- A miner can mine Core or he can mine Cash, but with the same hashing power he cannot mine both.
- Get used to mining power swapping chains as Core and Cash prices fluctuate
- When mining power leaves a chain, the expected block wait increases until the next difficulty adjustment
- For Core this is up to 2016 blocks (14 days assuming 10 minute blocks but the double if half the miners have left, four times if 57% have left, etc)
- For Cash it is normally the same, but in case of extreme loss of hashing power a second set of rules kick in, so it starts adjusting down difficulty after 12 (?) blocks.

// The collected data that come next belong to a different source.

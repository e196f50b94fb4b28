//! Naive bit-flipping circuit evaluation.
//!
//! Applies each gate of a circuit to a classical bit pattern in emission
//! order. This is the reference semantics used by the test suites and by
//! the CLI `simulate` command; it performs no optimisation.

use crate::circuit::Circuit;
use crate::error::{IrError, IrResult};
use crate::gate::{Gate, GateKind};

/// Apply a single gate to a bit pattern in place.
pub fn apply_gate(gate: &Gate, bits: &mut [bool]) {
    let fires = gate.controls().all(|c| bits[c as usize]);
    if !fires {
        return;
    }

    match gate.kind() {
        GateKind::Toffoli => {
            let target = gate.targets().next().expect("toffoli has one target");
            bits[target as usize] = !bits[target as usize];
        }
        GateKind::Fredkin => {
            let mut targets = gate.targets();
            let t1 = targets.next().expect("fredkin has two targets") as usize;
            let t2 = targets.next().expect("fredkin has two targets") as usize;
            bits.swap(t1, t2);
        }
    }
}

/// Run `circuit` on `input`, returning the output pattern.
///
/// `input[i]` is the initial value of line `i`; constant-line initial values
/// are the caller's responsibility (synthesized circuits expect their
/// declared constants).
pub fn simulate(circuit: &Circuit, input: &[bool]) -> IrResult<Vec<bool>> {
    if input.len() != circuit.lines() as usize {
        return Err(IrError::WidthMismatch {
            expected: circuit.lines() as usize,
            got: input.len(),
        });
    }

    let mut bits = input.to_vec();
    for gate in circuit.gates() {
        apply_gate(gate, &mut bits);
    }
    Ok(bits)
}
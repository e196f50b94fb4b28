//! Lexer for SyReC.

use logos::Logos;

/// Tokens of the SyReC language.
#[derive(Logos, Debug, Clone, PartialEq)]
#[logos(skip r"[ \t\r\n]+")]
#[logos(skip r"//[^\n]*")]
pub enum Token {
    // Keywords
    #[token("module")]
    Module,

    #[token("in")]
    In,

    #[token("out")]
    Out,

    #[token("inout")]
    Inout,

    #[token("wire")]
    Wire,

    #[token("state")]
    State,

    #[token("if")]
    If,

    #[token("then")]
    Then,

    #[token("else")]
    Else,

    #[token("fi")]
    Fi,

    #[token("for")]
    For,

    #[token("to")]
    To,

    #[token("step")]
    Step,

    #[token("do")]
    Do,

    #[token("rof")]
    Rof,

    #[token("call")]
    Call,

    #[token("uncall")]
    Uncall,

    #[token("skip")]
    Skip,

    // Literals and identifiers
    #[regex(r"[0-9]+", |lex| lex.slice().parse::<u32>().ok())]
    Int(u32),

    #[regex(r"[a-zA-Z_][a-zA-Z0-9_]*", |lex| lex.slice().to_string())]
    Ident(String),

    // Compound assignment and statement operators
    #[token("++=")]
    IncrementEq,

    #[token("--=")]
    DecrementEq,

    #[token("~=")]
    InvertEq,

    #[token("+=")]
    AddEq,

    #[token("-=")]
    SubtractEq,

    #[token("^=")]
    ExorEq,

    #[token("<=>", priority = 4)]
    SwapOp,

    // Expression operators
    #[token("<<")]
    ShiftLeft,

    #[token(">>")]
    ShiftRight,

    #[token("&&")]
    LogicalAnd,

    #[token("||")]
    LogicalOr,

    #[token("<=", priority = 3)]
    LessEquals,

    #[token(">=")]
    GreaterEquals,

    #[token("!=")]
    NotEquals,

    #[token("*>")]
    FracDivide,

    #[token("+")]
    Plus,

    #[token("-")]
    Minus,

    #[token("^")]
    Caret,

    #[token("*")]
    Star,

    #[token("/")]
    Slash,

    #[token("%")]
    Percent,

    #[token("&")]
    Ampersand,

    #[token("|")]
    Pipe,

    #[token("<")]
    Less,

    #[token(">")]
    Greater,

    #[token("=")]
    Equals,

    // Punctuation
    #[token("#")]
    Hash,

    #[token("$")]
    Dollar,

    #[token(".")]
    Dot,

    #[token(":")]
    Colon,

    #[token(";")]
    Semicolon,

    #[token(",")]
    Comma,

    #[token("(")]
    LParen,

    #[token(")")]
    RParen,

    #[token("[")]
    LBracket,

    #[token("]")]
    RBracket,
}

impl std::fmt::Display for Token {
    fn fmt(&self, f: &mut std::fmt::Formatter<'_>) -> std::fmt::Result {
        match self {
            Token::Int(v) => write!(f, "{v}"),
            Token::Ident(name) => write!(f, "{name}"),
            other => write!(f, "{other:?}"),
        }
    }
}

/// A token with its source span.
#[derive(Debug, Clone)]
pub struct SpannedToken {
    /// The token.
    pub token: Token,
    /// Byte range in the source.
    pub span: std::ops::Range<usize>,
}

/// Tokenize a source string.
pub fn tokenize(source: &str) -> Vec<Result<SpannedToken, (std::ops::Range<usize>, String)>> {
    Token::lexer(source)
        .spanned()
        .map(|(result, span)| match result {
            Ok(token) => Ok(SpannedToken { token, span }),
            Err(()) => Err((span.clone(), format!("invalid token at byte {}", span.start))),
        })
        .collect()
}

#[cfg(test)]
mod tests {
    use super::*;

    fn kinds(source: &str) -> Vec<Token> {
        tokenize(source).into_iter().map(|t| t.unwrap().token).collect()
    }

    #[test]
    fn test_keywords_and_idents() {
        assert_eq!(
            kinds("module main(inout a(2))"),
            vec![
                Token::Module,
                Token::Ident("main".into()),
                Token::LParen,
                Token::Inout,
                Token::Ident("a".into()),
                Token::LParen,
                Token::Int(2),
                Token::RParen,
                Token::RParen,
            ]
        );
    }

    #[test]
    fn test_compound_operators() {
        assert_eq!(
            kinds("a += b ; c <=> d ; ++= e"),
            vec![
                Token::Ident("a".into()),
                Token::AddEq,
                Token::Ident("b".into()),
                Token::Semicolon,
                Token::Ident("c".into()),
                Token::SwapOp,
                Token::Ident("d".into()),
                Token::Semicolon,
                Token::IncrementEq,
                Token::Ident("e".into()),
            ]
        );
    }

    #[test]
    fn test_swap_beats_less_equals() {
        assert_eq!(kinds("<=>"), vec![Token::SwapOp]);
        assert_eq!(kinds("<="), vec![Token::LessEquals]);
    }

    #[test]
    fn test_comments_are_skipped() {
        assert_eq!(kinds("skip // trailing words\nskip"), vec![Token::Skip, Token::Skip]);
    }
}
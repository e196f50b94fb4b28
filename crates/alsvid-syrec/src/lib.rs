//! SyReC language front end.
//!
//! SyReC is a small imperative language for reversible computation:
//! parameterised modules over fixed-width signals, in-place assignments
//! (`+=`, `-=`, `^=`), unary updates (`++=`, `--=`, `~=`), swaps (`<=>`),
//! structured control flow (`if`/`fi`, `for`) and invertible subroutine
//! calls (`call`/`uncall`).
//!
//! This crate lexes and parses programs into an immutable [`Program`]
//! tree; the synthesizers in `alsvid-synth` walk that tree read-only.
//!
//! # Example
//!
//! ```rust
//! use alsvid_syrec::parse_program;
//!
//! let program = parse_program(
//!     "module main(inout a(2), inout b(2)) a += b",
//! ).unwrap();
//!
//! assert_eq!(program.modules[0].name, "main");
//! ```

pub mod ast;
pub mod error;
pub mod lexer;
pub mod parser;

pub use ast::{
    AssignOp, BinaryOp, Expression, LoopMap, Module, Number, NumericOp, Program, ShiftOp,
    Statement, UnaryOp, Variable, VariableAccess, VariableKind,
};
pub use error::{ParseError, ParseResult};
pub use parser::{parse_program, parse_program_with_settings, ReadProgramSettings};
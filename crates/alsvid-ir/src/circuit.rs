//! Gate container with control-line propagation scopes.

use std::collections::BTreeMap;

use rustc_hash::FxHashMap;

use crate::gate::{Gate, GateKind, Line, LineSet};

/// Identity of a gate inside one circuit, stable for the circuit's lifetime.
#[derive(Debug, Clone, Copy, PartialEq, Eq, Hash, PartialOrd, Ord)]
pub struct GateId(pub usize);

/// One frame of the control-line propagation stack.
///
/// A line registered in a frame is attached to every gate emitted while the
/// frame (or a deeper one) is active. A line deregistered in a frame masks
/// registrations of all outer frames until the frame is popped.
#[derive(Debug, Default, Clone)]
struct ScopeFrame {
    registered: LineSet,
    deregistered: LineSet,
}

/// A reversible circuit: an ordered gate list plus per-line metadata.
///
/// All `append_*` constructors validate the emission contract and return
/// `None` without touching the circuit when it is violated. Validation
/// failures are deliberately silent at this layer; callers propagate their
/// own error flags.
#[derive(Debug, Default)]
pub struct Circuit {
    lines: u32,
    gates: Vec<Gate>,
    inputs: Vec<String>,
    outputs: Vec<String>,
    constants: Vec<Option<bool>>,
    garbage: Vec<bool>,
    annotations: FxHashMap<GateId, BTreeMap<String, String>>,
    global_annotations: BTreeMap<String, String>,
    scopes: Vec<ScopeFrame>,
}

- Added / reduced hashing power does not influence existing miners’ profitability until the next difficulty adjustment
- Unless longer block time causes people to sell the coin, i.e. lower price
- Core is extremely vulnerable to this. It’s near (or at) full capacity so just a 10% loss of hashing power causes 10% less transaction throughput (per time), which leads to txs stuck in mempool and high fees
- This can lead to a downward spiral where the Core price collapses as people move to Cash and the Core blocktime then increases more and more, and so it takes a very long time until the next block adjustment.
Please don’t take this as a political post. I’m just stating what I believe can happen.
- Is my logic correct? Something I missed?
- What is the likelihood of this playing out?
If Cash does take over, Counterparty will need to add the addrindex patch to it, so good if we at least can prepare a programmer now and pay a bounty if/when it’s time.
Second, we have a dilemma whether, if this does happen, we should use the entire Cash chain (by then also known as Bitcoin ) or use Core up until a point (meaning include everything that happens now) and then from a certain later block change chain.